There is general agreement among historians that 1690 marked a watershed in Irish history in general, but no such decisive break can be seen in historical writing. Many of the same themes and debates continued, notably over the nature of pre-colonial Gaelic society. These were sharpened by the incorporation of the wars and rebellions of the late sixteenth and seventeenth centuries into the available narrative, as evidence in support of the English colonial diagnosis of Edmund Spenser and Sir John Davies that the conquest had been imperfectly carried out and that consequently the native Irish remained fundamentally untouched by the civilising process. Oliver MacDonagh’s argument that early nineteenth-century historical writing lacked a ‘developmental or sequential view of past events’, and thus treated the past ahistorically as ‘an arsenal of weapons’ with which to fight contemporary political battles, can equally be applied to previous centuries. This also produced a habit of interpreting historical events and actions as if they were contemporary: ‘In such a view, no statute of limitations softens the judgement to be made upon past events, however distant [and] no prescriptive rights can be established by the passage of time, however lengthy.’ This concept of history as, in some ways, contemporaneous is to be found in almost all the texts discussed below.
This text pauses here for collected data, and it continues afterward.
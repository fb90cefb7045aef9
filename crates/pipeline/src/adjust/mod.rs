//! Alignment provider pipeline.
//!
//! Each build type maps to an ordered list of providers. They run one
//! after another in the same working tree and their JSON results are
//! merged into a single object, later keys overriding earlier ones.

mod command;

use std::collections::BTreeMap;
use std::path::Path;

use serde_json::{Map, Value};
use sourcepin_core::context::JobContext;
use sourcepin_core::error::{CoreError, CoreResult};

pub use command::CommandProvider;

#[derive(Debug, Clone, PartialEq, Eq)]
pub enum AdjustProvider {
    Command(CommandProvider),
    /// Leaves the tree untouched.
    Noop,
}

impl AdjustProvider {
    fn describe(&self) -> String {
        match self {
            AdjustProvider::Command(c) => c.describe(),
            AdjustProvider::Noop => "noop".to_string(),
        }
    }

    async fn run(
        &self,
        ctx: &JobContext,
        work_tree: &Path,
        params: &Value,
    ) -> CoreResult<Option<Value>> {
        match self {
            AdjustProvider::Command(c) => c.run(ctx, work_tree, params).await,
            AdjustProvider::Noop => Ok(None),
        }
    }
}

#[derive(Debug, Clone, Default)]
pub struct AdjustPipeline {
    providers: BTreeMap<String, Vec<AdjustProvider>>,
    default_build_type: Option<String>,
}

impl AdjustPipeline {
    pub fn new(default_build_type: Option<String>) -> Self {
        Self {
            providers: BTreeMap::new(),
            default_build_type,
        }
    }

    pub fn with_provider(mut self, build_type: impl Into<String>, provider: AdjustProvider) -> Self {
        self.providers
            .entry(build_type.into())
            .or_default()
            .push(provider);
        self
    }

    /// Parse `buildType=program arg...;buildType=...`. A build type may
    /// repeat to chain providers; an empty command is a no-op provider.
    pub fn parse(
        spec: &str,
        default_build_type: Option<String>,
        user_error_exit_codes: &[i32],
    ) -> CoreResult<Self> {
        let mut pipeline = Self::new(default_build_type);
        for entry in spec.split(';').map(str::trim).filter(|e| !e.is_empty()) {
            let (build_type, command) = entry.split_once('=').ok_or_else(|| {
                CoreError::Config(format!("alignment provider '{entry}' is not buildType=command"))
            })?;
            let build_type = build_type.trim();
            if build_type.is_empty() {
                return Err(CoreError::Config(format!(
                    "alignment provider '{entry}' has an empty build type"
                )));
            }
            let provider = match CommandProvider::parse(command) {
                Some(c) => AdjustProvider::Command(
                    c.with_user_error_exit_codes(user_error_exit_codes.to_vec()),
                ),
                None => AdjustProvider::Noop,
            };
            pipeline = pipeline.with_provider(build_type, provider);
        }

        if let Some(default) = &pipeline.default_build_type {
            if !pipeline.providers.contains_key(default) {
                return Err(CoreError::Config(format!(
                    "default build type '{default}' has no alignment provider"
                )));
            }
        }
        Ok(pipeline)
    }

    pub fn build_types(&self) -> impl Iterator<Item = &str> {
        self.providers.keys().map(String::as_str)
    }

    /// Providers for `build_type`, falling back to the configured default,
    /// or to the only configured build type.
    fn resolve(&self, build_type: Option<&str>) -> CoreResult<(&str, &[AdjustProvider])> {
        let key = match build_type.or(self.default_build_type.as_deref()) {
            Some(key) => key,
            None if self.providers.len() == 1 => self
                .providers
                .keys()
                .next()
                .map(String::as_str)
                .unwrap_or_default(),
            None => {
                return Err(CoreError::Validation(
                    "buildType is required: no default alignment build type is configured"
                        .to_string(),
                ))
            }
        };
        self.providers
            .get_key_value(key)
            .map(|(k, v)| (k.as_str(), v.as_slice()))
            .ok_or_else(|| {
                CoreError::Validation(format!("no alignment provider for build type '{key}'"))
            })
    }

    /// Run every provider of the build type in order and merge results.
    ///
    /// Returns `None` if no provider produced a result. Checks for
    /// cancellation after the last provider so a cancelled job never
    /// reaches the commit stage.
    pub async fn run(
        &self,
        ctx: &JobContext,
        build_type: Option<&str>,
        work_tree: &Path,
        params: Option<&Value>,
    ) -> CoreResult<Option<Value>> {
        let (build_type, providers) = self.resolve(build_type)?;
        let empty = Value::Object(Map::new());
        let params = params.unwrap_or(&empty);

        let mut merged = Map::new();
        let mut any = false;
        for provider in providers {
            ctx.ensure_active()?;
            ctx.log(format!(
                "Aligning for build type {build_type} with {}",
                provider.describe()
            ))
            .await;
            if let Some(Value::Object(result)) = provider.run(ctx, work_tree, params).await? {
                merged.extend(result);
                any = true;
            }
        }
        ctx.ensure_active()?;

        Ok(any.then_some(Value::Object(merged)))
    }
}
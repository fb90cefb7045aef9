use std::path::{Path, PathBuf};

use futures::StreamExt;
use sourcepin_core::context::JobContext;
use sourcepin_core::error::{CoreError, CoreResult};
use sourcepin_core::process::{self, ProcessSpec};
use tokio::io::AsyncWriteExt;

use crate::fsutil;

fn failed(url: &str, reason: impl std::fmt::Display) -> CoreError {
    CoreError::Acquisition {
        url: url.to_string(),
        reason: reason.to_string(),
    }
}

/// Download an archive, extract it into `dest` and unshuck a single
/// top-level directory.
pub(super) async fn fetch(
    ctx: &JobContext,
    http: &reqwest::Client,
    url: &str,
    dest: &Path,
) -> CoreResult<()> {
    let download = download_path(dest)?;
    let bytes = download_to(ctx, http, url, &download).await?;
    ctx.log(format!("Downloaded {bytes} bytes")).await;

    tokio::fs::create_dir_all(dest).await?;
    let extracted = if fsutil::is_zip(&download).await? {
        extract_zip(url, &download, dest).await
    } else {
        extract_tar(ctx, &download, dest).await
    };
    let _ = tokio::fs::remove_file(&download).await;
    extracted.map_err(|e| match e {
        CoreError::Command(f) => failed(url, format!("not a readable archive: {}", f.stderr.trim())),
        other => other,
    })?;

    if fsutil::unshuck(dest).await? {
        ctx.log("Archive had a single top-level directory, using its contents")
            .await;
    }
    Ok(())
}

fn download_path(dest: &Path) -> CoreResult<PathBuf> {
    let parent = dest
        .parent()
        .ok_or_else(|| CoreError::Internal(format!("{} has no parent", dest.display())))?;
    Ok(parent.join("download.archive"))
}

async fn download_to(
    ctx: &JobContext,
    http: &reqwest::Client,
    url: &str,
    path: &Path,
) -> CoreResult<u64> {
    ctx.ensure_active()?;
    let response = http.get(url).send().await.map_err(|e| failed(url, e))?;
    let status = response.status();
    if !status.is_success() {
        return Err(failed(url, format!("HTTP {}", status.as_u16())));
    }

    let mut file = tokio::fs::File::create(path).await?;
    let mut stream = response.bytes_stream();
    let mut total = 0u64;
    while let Some(chunk) = stream.next().await {
        let chunk = chunk.map_err(|e| failed(url, e))?;
        file.write_all(&chunk).await?;
        total += chunk.len() as u64;
    }
    file.flush().await?;
    Ok(total)
}

async fn extract_zip(url: &str, archive: &Path, dest: &Path) -> CoreResult<()> {
    let (url, archive, dest) = (url.to_string(), archive.to_path_buf(), dest.to_path_buf());
    tokio::task::spawn_blocking(move || {
        let file = std::fs::File::open(&archive)?;
        let mut zip = zip::ZipArchive::new(file)
            .map_err(|e| failed(&url, format!("not a readable zip archive: {e}")))?;
        zip.extract(&dest)
            .map_err(|e| failed(&url, format!("could not extract zip archive: {e}")))
    })
    .await
    .map_err(|e| CoreError::Internal(format!("extraction task failed: {e}")))?
}

/// Tar-family archives are handed to the system `tar`, which detects the
/// compression itself.
async fn extract_tar(ctx: &JobContext, archive: &Path, dest: &Path) -> CoreResult<()> {
    let spec = ProcessSpec::new("tar")
        .arg("-xf")
        .arg(archive.to_string_lossy())
        .arg("-C")
        .arg(dest.to_string_lossy())
        .arg("--no-same-owner")
        .describe("Could not extract archive");
    process::run(ctx, spec).await?;
    Ok(())
}
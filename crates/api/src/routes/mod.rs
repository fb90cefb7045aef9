pub mod health;

use axum::routing::{get, post};
use axum::Router;

use crate::handlers;
use crate::state::AppState;
use crate::ws;

/// Build the job route tree.
///
/// ```text
/// /pull                  submit a pull (POST)
/// /clone                 submit a clone/sync (POST)
/// /adjust                submit an adjust (POST)
/// /cancel/{job_id}       cancel a running job (POST)
/// /ws/{job_id}           live job log (WebSocket)
/// ```
pub fn api_routes() -> Router<AppState> {
    Router::new()
        .route("/pull", post(handlers::jobs::pull))
        .route("/clone", post(handlers::jobs::clone_repo))
        .route("/adjust", post(handlers::jobs::adjust))
        .route("/cancel/{job_id}", post(handlers::jobs::cancel))
        .route("/ws/{job_id}", get(ws::ws_handler))
}
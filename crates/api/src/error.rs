use std::backtrace::Backtrace;

use axum::extract::rejection::JsonRejection;
use axum::http::StatusCode;
use axum::response::{IntoResponse, Response};
use serde_json::{Map, Value};
use sourcepin_core::error::CoreError;
use sourcepin_core::hashing::traceback_digest;

/// Application-level error type for HTTP handlers.
///
/// Wraps [`CoreError`] for job and validation failures and adds the
/// HTTP-only cases. Every error body has the same shape:
/// `{error_type, error_traceback, desc, ...}`.
#[derive(Debug, thiserror::Error)]
pub enum AppError {
    #[error(transparent)]
    Core(#[from] CoreError),

    /// `POST /cancel/{job_id}` for a job that is not running.
    #[error("No running job with id {0}")]
    JobNotFound(String),
}

/// Convenience type alias for handler return values.
pub type AppResult<T> = Result<T, AppError>;

impl From<JsonRejection> for AppError {
    fn from(rejection: JsonRejection) -> Self {
        AppError::Core(CoreError::Validation(rejection.body_text()))
    }
}

/// Status code and JSON body describing a failure.
#[derive(Debug, Clone)]
pub struct ErrorReport {
    pub status: StatusCode,
    pub body: Map<String, Value>,
}

impl AppError {
    pub fn error_type(&self) -> &'static str {
        match self {
            AppError::Core(e) => e.error_type(),
            AppError::JobNotFound(_) => "JobNotFound",
        }
    }

    /// Described failures are the caller's to fix (400); anything else is
    /// unexpected (500).
    pub fn status(&self) -> StatusCode {
        match self {
            AppError::Core(e) if !e.is_described() => StatusCode::INTERNAL_SERVER_ERROR,
            AppError::Core(_) | AppError::JobNotFound(_) => StatusCode::BAD_REQUEST,
        }
    }

    /// Build the caller-facing report.
    ///
    /// The trace record is logged and only its digest is returned, so a
    /// caller can quote `error_traceback` to find the record in server logs.
    /// Each report gets its own occurrence id, so the digest identifies one
    /// failure rather than one call site.
    pub fn report(&self) -> ErrorReport {
        let trace = self.trace_record();
        let digest = traceback_digest(&trace);
        let status = self.status();

        tracing::error!(
            error_type = self.error_type(),
            error_traceback = %digest,
            status = status.as_u16(),
            error = %self,
            trace = %trace,
            "Request failed"
        );

        let mut body = Map::new();
        body.insert("error_type".into(), self.error_type().into());
        body.insert("error_traceback".into(), digest.into());
        body.insert("desc".into(), self.describe().into());

        if let AppError::Core(CoreError::Command(failure)) = self {
            body.insert("cmd".into(), failure.cmd.clone().into());
            body.insert(
                "exit_code".into(),
                failure.exit_code.map(Value::from).unwrap_or(Value::Null),
            );
        }
        if let AppError::Core(CoreError::RefNotFound { reference, repo }) = self {
            body.insert("ref".into(), reference.clone().into());
            body.insert("repo".into(), repo.clone().into());
        }

        ErrorReport { status, body }
    }

    /// Text behind `error_traceback`: occurrence, error and stack.
    fn trace_record(&self) -> String {
        format!(
            "occurrence {} at {}\n{}: {self}\n{}",
            uuid::Uuid::new_v4(),
            chrono::Utc::now().to_rfc3339(),
            self.error_type(),
            Backtrace::force_capture()
        )
    }

    /// Message shown to callers. Unexpected failures are not echoed back.
    fn describe(&self) -> String {
        match self {
            AppError::Core(e) if !e.is_described() => "An internal error occurred".to_string(),
            other => other.to_string(),
        }
    }
}

impl IntoResponse for AppError {
    fn into_response(self) -> Response {
        let report = self.report();
        (report.status, axum::Json(Value::Object(report.body))).into_response()
    }
}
Seventeenth-century legacies
The most prominent histories published in the immediate aftermath of the Williamite success came from the victors’ camp. They were characterised by a noticeable sense of history as an unfinished, still-unfolding process which incorporated the present in all its uncertainties. The pattern was established, when the out come of the Williamite wars was still unclear, in Hibernia Anglicana (1689–90) by Richard Cox (1650–1733).